Let’s see, the last time we got a good dose of Whitney Houston was four years ago, when she appeared as a caricature on Bravo’s train wreck of a hit reality show, Being Bobby Brown. And the last time we heard from Houston was a whole seven years ago. Just Whitney was its own kind of mess, lacking the kind of care that had gone into her four previous studio albums.
“Did you ever wish you could get back somethin’ that you did in your past?” Houston asks on “Like I Never Left,” from her new album I Look To You. She admits it’s her fault. And she wants us back. “I want you to love me, like I never left,” she sings. Well, with an album as good as this, you can’t forgive Houston fast enough.
“Don’t call it a comeback. I’ve been here for years,” Houston sings on “Salute,” a phrase she lifted from LL Cool J (by way of producer R. Kelly). “Go on out the door and take care,” her parting words on this album, sung over a mournful piano chord. There’s a lot of pain under the surface.
The new set is not a revelation in quite the same way 1998’s My Love Is Your Love, an album that especially enraptured the gays, given its sass and swagger and especially its mine of remixed dance-floor treasures (“Heartbreak Hotel,” “It’s Not Right, But It’s Okay,” “I Learned From The Best”). But like that accomplishment, I Look To You finds Houston working with hip producers to show some agility and relevance – and of course, this time around she needs all the help she can get. The public’s not sure what to make of her, and it’s getting distracted by other delicious-voiced divas — not that any sound quite as divine as Houston at her best, but then perfect is the enemy of the good.
Just how is the voice, you ask? Well, on record, she sounds pretty flawless. Her voice here is still a clear, penetrating powerhouse, though a shade or two deeper. Plus, she’s still got the dramatic vocal tics that so many fell in love with from the beginning. She repeatedly shiver-screams her notes toward the end of “I Got You,” adding layers of sincerity to this, one of two Akon-produced tracks.
The album launches with a sauntering old-school bass guitar lick, and Houston waits less than 10 seconds to add her voice, sounding a sustained full-throttle “oh” that then curls into a signature “uh-oh, yeah-yeah-yea-e-a.” You’ll be curling right along with Houston on this Swizz Beats and Alicia Keys-produced track, “Million Dollar Bill,” the album’s first official single. Meanwhile, in the verses to “Like I Never Left,” Houston sounds like a teenager in love – literally. (Just listen to what two years away from a no-good ex can do.) To all the haters, she’s shouting “You don’t know me – too much partying and hard-living did not, in fact, ruin this voice.” And it’s true, it didn’t — or at least, nothing studio trickery can’t accommodate.

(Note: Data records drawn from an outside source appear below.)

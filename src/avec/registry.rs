//! Concurrent registry of device sessions.
//!
//! _Requires Cargo feature `std`._

use core::time::Duration;
use std::{collections::HashMap, sync::Arc, time::Instant, vec::Vec};

use parking_lot::{Mutex, RwLock};

use crate::sans::{ChannelId, Page, message::Inbound};

use super::session::{Config, Error, Observer, Session};

extern crate std;

/// A shared handle to one device's session.
pub type SessionHandle = Arc<Mutex<Session>>;

/// Sessions keyed by channel identifier, created on first message.
///
/// Sessions of different devices may be driven from different threads. Each
/// session is locked for the duration of a page, so the liveness poll and
/// the parse path never interleave within one device.
#[derive(Debug)]
pub struct Registry {
    sessions: RwLock<HashMap<ChannelId, SessionHandle>>,
    config: Config,
    epoch: Instant,
}

impl Default for Registry {
    fn default() -> Self {
        Self::new(Config::default())
    }
}

impl Registry {
    pub fn new(config: Config) -> Self {
        Self {
            sessions: RwLock::new(HashMap::new()),
            config,
            epoch: Instant::now(),
        }
    }

    /// Time since the registry was created, the clock of its sessions.
    pub fn now(&self) -> Duration {
        self.epoch.elapsed()
    }

    pub fn config(&self) -> &Config {
        &self.config
    }

    /// Receive a payload from a device now.
    pub fn receive(
        &self,
        channel_id: ChannelId,
        payload: &[u8],
        o: &mut impl Observer,
    ) -> Result<(), Error> {
        self.receive_at(channel_id, payload, self.now(), o)
    }

    /// Receive a payload from a device at `now`.
    ///
    /// Malformed payloads are rejected before a session is created.
    pub fn receive_at(
        &self,
        channel_id: ChannelId,
        payload: &[u8],
        now: Duration,
        o: &mut impl Observer,
    ) -> Result<(), Error> {
        let page = Page::try_from(payload)?;
        self.get_or_insert(channel_id)
            .lock()
            .receive_page(&page, now, o);
        Ok(())
    }

    /// Receive a transport message now, returning its envelope.
    pub fn receive_message(
        &self,
        message: &[u8],
        o: &mut impl Observer,
    ) -> Result<Inbound, Error> {
        let inbound = Inbound::parse(message)?;
        self.get_or_insert(inbound.channel_id)
            .lock()
            .receive_page(&inbound.page, self.now(), o);
        Ok(inbound)
    }

    /// Check every session for a timeout now.
    pub fn poll(&self, o: &mut impl Observer) {
        self.poll_at(self.now(), o);
    }

    /// Check every session for a timeout at `now`.
    pub fn poll_at(&self, now: Duration, o: &mut impl Observer) {
        // Release the registry before locking sessions.
        let sessions: Vec<_> = self.sessions.read().values().cloned().collect();

        for session in sessions {
            session.lock().poll(now, o);
        }
    }

    pub fn session(&self, channel_id: ChannelId) -> Option<SessionHandle> {
        self.sessions.read().get(&channel_id).cloned()
    }

    /// Remove a session. Handles already held remain usable.
    pub fn evict(&self, channel_id: ChannelId) -> Option<SessionHandle> {
        let session = self.sessions.write().remove(&channel_id);
        if session.is_some() {
            log::info!("Evicted session for {channel_id}.");
        }
        session
    }

    pub fn channel_ids(&self) -> Vec<ChannelId> {
        self.sessions.read().keys().copied().collect()
    }

    pub fn len(&self) -> usize {
        self.sessions.read().len()
    }

    pub fn is_empty(&self) -> bool {
        self.sessions.read().is_empty()
    }

    fn get_or_insert(&self, channel_id: ChannelId) -> SessionHandle {
        if let Some(session) = self.session(channel_id) {
            return session;
        }

        self.sessions
            .write()
            .entry(channel_id)
            .or_insert_with(|| {
                let session = Session::new(channel_id, self.config);
                log::info!(
                    "Created {:?} session for {channel_id}.",
                    session.kind()
                );
                Arc::new(Mutex::new(session))
            })
            .clone()
    }
}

There’s a bit too much studio trickery at points. The music is as sharp and as contemporary as it needs to be, but it’s certainly not without its cheesy moments – it gets stuck in goo at several turns, a result of too much canned instrumentation and too little unpredictability. And the lyrics are an even dicier situation. “I know somebody’s gonna make love to this song tonight,” Houston sings, with no sense of dignity, on “Worth It.”
“Throw your hands up, for the next three minutes it’s about the love now,” Houston says at several points during “For The Lovers,” even when there are more, and less, than three minutes left in the song.
Still, the surprise is that the album is stronger and better than you thought possible at this stage in Houston’s career. And it’s peppier than you may have been led to believe, too, given pre-release teases of two ballads from the set: the stale “Didn’t Know My Own Strength” – thankfully, schlockmeisters Diane Warren and David Foster’s only contribution this time out – and the alluring title track. In fact, Houston even features a true uptempo disco ditty, her inspired cover of Leon Russell’s “A Song For You,” produced by the New York-based Norwegian StarGate. The trance-like track seems to be an implicit token to the dance community, for sticking by her through thick and thin. It’s a nice gesture.